─── Material provided

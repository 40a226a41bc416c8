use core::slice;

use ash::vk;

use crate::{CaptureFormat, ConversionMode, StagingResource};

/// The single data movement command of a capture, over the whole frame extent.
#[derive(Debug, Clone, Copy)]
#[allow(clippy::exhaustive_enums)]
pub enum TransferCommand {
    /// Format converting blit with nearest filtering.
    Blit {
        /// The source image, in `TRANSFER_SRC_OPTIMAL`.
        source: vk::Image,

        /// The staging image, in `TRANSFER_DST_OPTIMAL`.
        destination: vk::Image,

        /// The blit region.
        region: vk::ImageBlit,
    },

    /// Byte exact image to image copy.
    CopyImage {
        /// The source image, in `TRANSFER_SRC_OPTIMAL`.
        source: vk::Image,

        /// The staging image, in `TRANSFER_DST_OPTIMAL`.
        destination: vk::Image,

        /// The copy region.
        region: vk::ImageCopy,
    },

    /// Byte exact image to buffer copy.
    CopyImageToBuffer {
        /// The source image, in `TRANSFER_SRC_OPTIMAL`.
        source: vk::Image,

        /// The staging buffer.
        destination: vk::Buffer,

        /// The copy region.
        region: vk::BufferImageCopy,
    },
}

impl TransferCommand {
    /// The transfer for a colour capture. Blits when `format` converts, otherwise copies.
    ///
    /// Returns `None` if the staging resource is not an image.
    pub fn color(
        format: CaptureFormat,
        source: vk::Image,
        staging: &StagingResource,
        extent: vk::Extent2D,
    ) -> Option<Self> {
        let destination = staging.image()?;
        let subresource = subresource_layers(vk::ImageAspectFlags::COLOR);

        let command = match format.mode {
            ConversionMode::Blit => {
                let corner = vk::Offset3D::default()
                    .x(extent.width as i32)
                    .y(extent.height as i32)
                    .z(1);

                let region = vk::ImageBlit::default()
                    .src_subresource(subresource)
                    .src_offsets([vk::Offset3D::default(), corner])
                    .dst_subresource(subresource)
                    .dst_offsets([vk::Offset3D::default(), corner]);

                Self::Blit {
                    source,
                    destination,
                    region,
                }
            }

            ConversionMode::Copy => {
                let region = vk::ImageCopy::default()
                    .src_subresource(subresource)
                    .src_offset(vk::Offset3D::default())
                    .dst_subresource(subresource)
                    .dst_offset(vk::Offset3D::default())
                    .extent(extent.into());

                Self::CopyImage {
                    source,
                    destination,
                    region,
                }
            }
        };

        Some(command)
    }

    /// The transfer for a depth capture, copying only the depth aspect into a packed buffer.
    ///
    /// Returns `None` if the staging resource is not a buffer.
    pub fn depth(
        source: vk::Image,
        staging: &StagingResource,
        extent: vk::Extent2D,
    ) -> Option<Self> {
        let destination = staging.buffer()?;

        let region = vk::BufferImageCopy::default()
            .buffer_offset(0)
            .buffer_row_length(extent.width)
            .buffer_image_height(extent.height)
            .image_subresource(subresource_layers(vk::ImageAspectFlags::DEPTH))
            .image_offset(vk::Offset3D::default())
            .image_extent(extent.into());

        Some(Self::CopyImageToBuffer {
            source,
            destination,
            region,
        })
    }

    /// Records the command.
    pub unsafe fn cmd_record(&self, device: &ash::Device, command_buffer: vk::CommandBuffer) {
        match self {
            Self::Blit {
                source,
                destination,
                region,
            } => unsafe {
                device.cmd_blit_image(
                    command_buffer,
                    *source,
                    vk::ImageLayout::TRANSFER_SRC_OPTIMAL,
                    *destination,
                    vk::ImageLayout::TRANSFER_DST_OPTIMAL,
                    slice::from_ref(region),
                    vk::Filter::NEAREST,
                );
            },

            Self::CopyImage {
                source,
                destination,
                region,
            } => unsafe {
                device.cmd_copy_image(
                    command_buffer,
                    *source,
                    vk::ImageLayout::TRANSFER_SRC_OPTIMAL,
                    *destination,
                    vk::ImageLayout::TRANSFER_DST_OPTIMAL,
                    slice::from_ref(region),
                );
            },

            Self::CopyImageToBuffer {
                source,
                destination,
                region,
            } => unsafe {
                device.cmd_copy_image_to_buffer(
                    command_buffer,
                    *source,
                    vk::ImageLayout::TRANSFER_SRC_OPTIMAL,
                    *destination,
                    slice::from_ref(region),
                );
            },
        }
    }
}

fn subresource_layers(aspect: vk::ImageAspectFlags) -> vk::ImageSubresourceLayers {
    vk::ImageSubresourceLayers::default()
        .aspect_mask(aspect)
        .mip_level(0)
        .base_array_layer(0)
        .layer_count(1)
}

──────

**Assigned task:**
In the records above, count the lines that contain the word "into" and state only that count.

**Answer space:**
3